On Kully's orders I went to IKEA this afternoon to buy some wardrobes. Never really been before but my mate Andy swears by the meatballs and the coffee.

I arrived at one and went in for lunch, no point in humphing furniture on an empty stomach. I had the big portion of meatballs and jam which tasted great. Sweden has gone up in my estimation, the coffee was fantastic, I took advantage of the free refills to try the hot chocolate too. Sitting alone in the restaurant I realised that IKEA was a kind of hotspot for 'ladies who lunch' all around me were rather good looking ladies of a certain age and their equally attractive daughters.

After ogling quietly for half an hour I set off round the shop looking for Kully's desired wardrobe, apparently mine is too old and too small. Women don't realise that men don't need much space for their clothes.

Wandering round I found myself behind one group which consisted of a young couple about 22 (the wife plumply attractive in a Kirty Allsop kind of way) and the wife's mother a beautiful slightly faded woman in I would say he mid forties. Mom and me exchanged a rather warm smile over a Malm chest of drawers. The daughter cast her mother a disparaging look and I moved swiftly on.

By the kitchens I bumped into a tall woman with short dark hair and glasses. She had the body of a retired swimmer with broad shoulders and huge breasts. We exchanged apologies and warm smiles, I moved on slowly this woman made me throb and she was alone. No daughter or husband to cramp her style. We passed and re-passed each other throwing out those little sideways looks that show the chase is on.

At the wardrobe section I had to stop and ask the assistant where I could find the one I was after. He was a doddery old beggar who flapped visibly at being asked to use his computer. As granpa fooled around with the keyboard the tall woman stopped at the bed section and made a great show of bending over looking at beds within feet of me. I felt as if she was deliberately pointing her ass and cleavage at me. I was lost in the throes of passion until Granpa brought me back with; "There in row 20 and section A you'll find them no-bother". "Thanks" I grumbled and looked around to find the tall woman had disappeared.

I caught up with her at the bathroom accessories section. I picked up a toilet brush (another Kully order)and looked up to seek the big girl exposing huge amounts of cleavage leaning over the shelf to my left. I looked at her, smiled and said hello. She smiled back and I bravely asked her if I could buy her a drink in the restaurant. You're a bit presumptious she growled. I laughed and said I was a lonely bloke out on a shopping trip for his girlfriend, I need some female company. "OK" she says "as long as you buy".

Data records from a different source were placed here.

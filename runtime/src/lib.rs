//! # Parking Console Runtime
//!
//! Runtime implementation for the parking console.
//!
//! This crate provides the [`Store`]: the single owner of application state.
//! It coordinates reducer execution and drains the follow-up actions that a
//! reducer dispatches through [`Effect::Send`](parking_console_core::effect::Effect).
//!
//! ## Execution model
//!
//! The console is single-threaded and event-driven. One user action is handled
//! to completion before the next is dispatched, so [`Store::send`] takes
//! `&mut self` and never blocks.
//!
//! A send is transactional: the action and every follow-up it triggers run
//! against a working copy of the state. The copy replaces the committed state
//! only when the whole cascade succeeds. A rejection anywhere in the cascade
//! leaves the committed state exactly as it was.
//!
//! ## Example
//!
//! ```ignore
//! use parking_console_runtime::Store;
//!
//! let mut store = Store::new(initial_state, my_reducer, environment);
//!
//! // Send an action
//! store.send(Action::DoSomething)?;
//!
//! // Read state
//! let value = store.state(|s| s.some_field);
//! ```

use parking_console_core::reducer::Reducer;
use std::collections::VecDeque;
use std::fmt;
use std::time::Instant;

/// Metric names and registration for the store
pub mod metrics;

/// Error types for the Store runtime
pub mod error {
    use thiserror::Error;

    /// Errors returned by [`Store::send`](crate::Store::send)
    #[derive(Error, Debug, Clone, PartialEq, Eq)]
    pub enum StoreError<E> {
        /// The reducer rejected an action; nothing was committed
        #[error("{0}")]
        Rejected(E),

        /// A send produced more follow-up actions than the configured limit
        ///
        /// This guards against reducers that feed actions back into
        /// themselves forever. Nothing was committed.
        #[error("dispatch limit of {limit} follow-up actions exceeded")]
        DispatchLimitExceeded {
            /// Configured limit
            limit: usize,
        },
    }

    impl<E> StoreError<E> {
        /// Returns the reducer error, if this is a rejection
        #[must_use]
        pub fn into_rejection(self) -> Option<E> {
            match self {
                Self::Rejected(error) => Some(error),
                Self::DispatchLimitExceeded { .. } => None,
            }
        }
    }
}

pub use error::StoreError;

/// Configuration for Store instances
#[derive(Debug, Clone, Copy, PartialEq, Eq)]
pub struct StoreConfig {
    /// Maximum number of follow-up actions a single send may dispatch
    pub max_dispatch_depth: usize,
}

impl StoreConfig {
    /// Creates a config with the given dispatch limit
    #[must_use]
    pub const fn new(max_dispatch_depth: usize) -> Self {
        Self { max_dispatch_depth }
    }
}

impl Default for StoreConfig {
    fn default() -> Self {
        Self::new(16)
    }
}

/// The Store - runtime coordinator for a reducer
///
/// The Store owns:
/// 1. State (committed after every successful send)
/// 2. Reducer (business logic)
/// 3. Environment (injected dependencies)
///
/// # Type Parameters
///
/// - `S`: State type
/// - `A`: Action type
/// - `E`: Environment type
/// - `R`: Reducer type
pub struct Store<S, A, E, R>
where
    R: Reducer<State = S, Action = A, Environment = E>,
{
    state: S,
    reducer: R,
    environment: E,
    config: StoreConfig,
}

impl<S, A, E, R> Store<S, A, E, R>
where
    R: Reducer<State = S, Action = A, Environment = E>,
    S: Clone,
    A: fmt::Debug,
    R::Error: fmt::Display,
{
    /// Create a new store with the default configuration
    #[must_use]
    pub fn new(state: S, reducer: R, environment: E) -> Self {
        Self::with_config(state, reducer, environment, StoreConfig::default())
    }

    /// Create a new store with an explicit configuration
    #[must_use]
    pub fn with_config(state: S, reducer: R, environment: E, config: StoreConfig) -> Self {
        metrics::register_metrics();
        Self {
            state,
            reducer,
            environment,
            config,
        }
    }

    /// Send an action through the reducer and drain its follow-ups.
    ///
    /// Follow-up actions are processed first-in first-out after the action
    /// that dispatched them.
    ///
    /// # Errors
    ///
    /// - [`StoreError::Rejected`] if the reducer rejects any action of the
    ///   cascade
    /// - [`StoreError::DispatchLimitExceeded`] if the cascade dispatches more
    ///   follow-ups than [`StoreConfig::max_dispatch_depth`]
    ///
    /// In both cases the committed state is unchanged.
    #[tracing::instrument(skip(self, action), name = "store_send")]
    pub fn send(&mut self, action: A) -> Result<(), StoreError<R::Error>> {
        let mut working = self.state.clone();
        let mut queue = VecDeque::from([action]);
        let mut applied: usize = 0;

        while let Some(action) = queue.pop_front() {
            if applied > self.config.max_dispatch_depth {
                tracing::warn!(
                    limit = self.config.max_dispatch_depth,
                    "Rejected send: dispatch limit exceeded"
                );
                metrics::counter!(metrics::ACTIONS_REJECTED).increment(1);
                return Err(StoreError::DispatchLimitExceeded {
                    limit: self.config.max_dispatch_depth,
                });
            }

            tracing::debug!(action = ?action, "Processing action");
            let started = Instant::now();
            let result = {
                let _span = tracing::debug_span!("reducer_execution").entered();
                self.reducer.reduce(&mut working, action, &self.environment)
            };
            metrics::histogram!(metrics::REDUCER_DURATION)
                .record(started.elapsed().as_secs_f64());

            match result {
                Ok(effects) => {
                    tracing::trace!("Reducer completed, returned {} effects", effects.len());
                    for effect in effects {
                        queue.extend(effect.into_actions());
                    }
                },
                Err(error) => {
                    tracing::warn!(error = %error, "Action rejected, rolling back send");
                    metrics::counter!(metrics::ACTIONS_REJECTED).increment(1);
                    return Err(StoreError::Rejected(error));
                },
            }
            applied += 1;
        }

        self.state = working;
        metrics::counter!(metrics::ACTIONS_APPLIED).increment(applied as u64);
        tracing::debug!(applied, "Send committed");
        Ok(())
    }

    /// Read state through a projection function
    pub fn state<F, T>(&self, f: F) -> T
    where
        F: FnOnce(&S) -> T,
    {
        f(&self.state)
    }

    /// Borrow the committed state
    #[must_use]
    pub const fn snapshot(&self) -> &S {
        &self.state
    }

    /// Borrow the environment
    #[must_use]
    pub const fn environment(&self) -> &E {
        &self.environment
    }

    /// The store configuration
    #[must_use]
    pub const fn config(&self) -> StoreConfig {
        self.config
    }
}

impl<S, A, E, R> fmt::Debug for Store<S, A, E, R>
where
    R: Reducer<State = S, Action = A, Environment = E>,
    S: fmt::Debug,
{
    fn fmt(&self, f: &mut fmt::Formatter<'_>) -> fmt::Result {
        f.debug_struct("Store")
            .field("state", &self.state)
            .field("config", &self.config)
            .finish_non_exhaustive()
    }
}
//! Parking Console Demo
//!
//! Scripted walk through the console against the demo data:
//! - Dashboard figures
//! - Issuing a ticket (its payment opens automatically)
//! - Review, appeal and mark-paid transitions
//! - Filtering and sorting the ticket list
//! - Signing out
//!
//! # Usage
//!
//! ```bash
//! # Optional overrides
//! echo 'CONSOLE_PAYMENT_DUE_DAYS=30' > .env
//!
//! cargo run --bin demo
//! ```

use chrono::{Duration, Utc};
use parking_console::navigation::{Params, Screen};
use parking_console::query::{SortKey, StatusFilter};
use parking_console::types::{Money, TicketStatus, Vehicle};
use parking_console::{ConsoleConfig, ParkingConsole, TicketDraft, TicketPatch};
use tracing::info;
use tracing_subscriber::{layer::SubscriberExt, util::SubscriberInitExt};

fn main() -> Result<(), Box<dyn std::error::Error>> {
    dotenvy::dotenv().ok();
    let config = ConsoleConfig::from_env();

    tracing_subscriber::registry()
        .with(
            tracing_subscriber::EnvFilter::try_from_default_env()
                .unwrap_or_else(|_| config.log_filter.clone().into()),
        )
        .with(tracing_subscriber::fmt::layer())
        .init();
    parking_console_runtime::metrics::register_metrics();

    println!("\n🚓 ============================================");
    println!("   Parking Console - Live Demo");
    println!("============================================\n");

    let mut console = ParkingConsole::new(config);

    // ========== Dashboard ==========

    let summary = console.dashboard();
    println!("📊 Dashboard");
    println!("   Total tickets:   {}", summary.total_tickets);
    println!("   Collected fines: {}", summary.collected_fines);
    println!("   Open appeals:    {}", summary.open_appeals);
    println!("   Compliance:      {:.1}%\n", summary.compliance_rate);

    // ========== Issue a ticket ==========

    println!("1️⃣  Issuing a ticket...");
    let officer = console
        .officers_view("OPD-101")
        .first()
        .map(|officer| officer.id.clone());
    let today = Utc::now().date_naive();
    let ticket_id = console.create_ticket(TicketDraft {
        violation_type: "Expired Meter".to_string(),
        violation_code: "VMT-002".to_string(),
        fine_amount: Some("50.00".parse::<Money>()?),
        vehicle: Vehicle {
            license_plate: "DEMO-42".to_string(),
            make: "Subaru".to_string(),
            model: "Outback".to_string(),
            color: "Green".to_string(),
        },
        officer_id: officer,
        location: "Harbor Rd & 3rd St".to_string(),
        issue_date: Some(today),
        due_date: Some(today + Duration::days(21)),
        ..TicketDraft::default()
    })?;
    println!("   ✓ {ticket_id} issued, route: {}", console.state().route.screen);
    for payment in console.state().payments_for(&ticket_id) {
        println!("   ✓ Payment {} opened for {}", payment.id, payment.amount);
    }

    // ========== Workflow ==========

    println!("\n2️⃣  Moving it through the workflow...");
    console.review_ticket(&ticket_id, "")?;
    console.appeal_ticket(&ticket_id, "Meter was broken.")?;
    console.update_ticket(
        &ticket_id,
        TicketPatch {
            notes: Some("Meter 17 reported faulty by citizen.".to_string()),
            ..TicketPatch::default()
        },
    )?;
    console.mark_paid(&ticket_id)?;
    if let Some(ticket) = console.state().ticket(&ticket_id) {
        println!(
            "   ✓ {} is {} ({:.0}% through workflow)",
            ticket.id,
            ticket.status,
            ticket.workflow().progress() * 100.0
        );
        for entry in ticket.audit_log() {
            println!("     - {} [{}] {}", entry.action, entry.actor, entry.details);
        }
    }

    // An invalid transition is rejected and nothing changes.
    if let Err(error) = console.review_ticket(&ticket_id, "") {
        println!("   ✗ Rejected as expected: {error}");
    }

    // ========== List queries ==========

    println!("\n3️⃣  Filtering tickets...");
    console.set_status_filter(StatusFilter::Only(TicketStatus::Issued))?;
    console.sort_by(SortKey::FineAmount)?;
    for ticket in console.tickets_view() {
        println!("   {} {:>8} {}", ticket.id, ticket.fine_amount.to_string(), ticket.vehicle.license_plate);
    }

    println!("\n4️⃣  Payments for John Citizen...");
    for row in console.payments_view("john").iter().take(5) {
        println!("   {} {:>8} {}", row.payment.id, row.payment.amount.to_string(), row.badge.label);
    }

    // ========== Navigation ==========

    println!("\n5️⃣  Navigating...");
    console.navigate(Screen::parse("REPORTS"), Params::new())?;
    println!("   REPORTS → {:?}", console.view());
    console.logout()?;
    println!("   After logout → {:?}", console.view());
    match console.delete_ticket(&ticket_id) {
        Err(error) => println!("   ✗ {error}"),
        Ok(()) => println!("   ! delete succeeded while signed out"),
    }

    info!(bytes = console.snapshot_json()?.len(), "Final state serialized");

    println!("\n✓ Demo complete\n");
    Ok(())
}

I bought her a glass of ligonberry juice(classy!)and we sat down. Her name was Vicky, married with two kids. She found the name Tufty rather amusing. I held her hand and we sat side by side on the bench chatting quietly. I squeezed her thigh, she hugged me, kissed me and said this wasn't such a good idea. I protested, she gave me her mobile no and said "Call me sometime if you want a chat". Then she left. I considered following her but felt it probably wasn't a good idea.

I went downstairs, bought my wardrobes, wished Vicky had stuck around because a big girl like her would have come in useful lifting the big boxes. I got home built the wardrobes, in time for Kully coming home and sat down to home cooked paratha for tea. Not a bad life in some ways. I suggested a few other IKEA products we might want, I feel another visit coming on soon.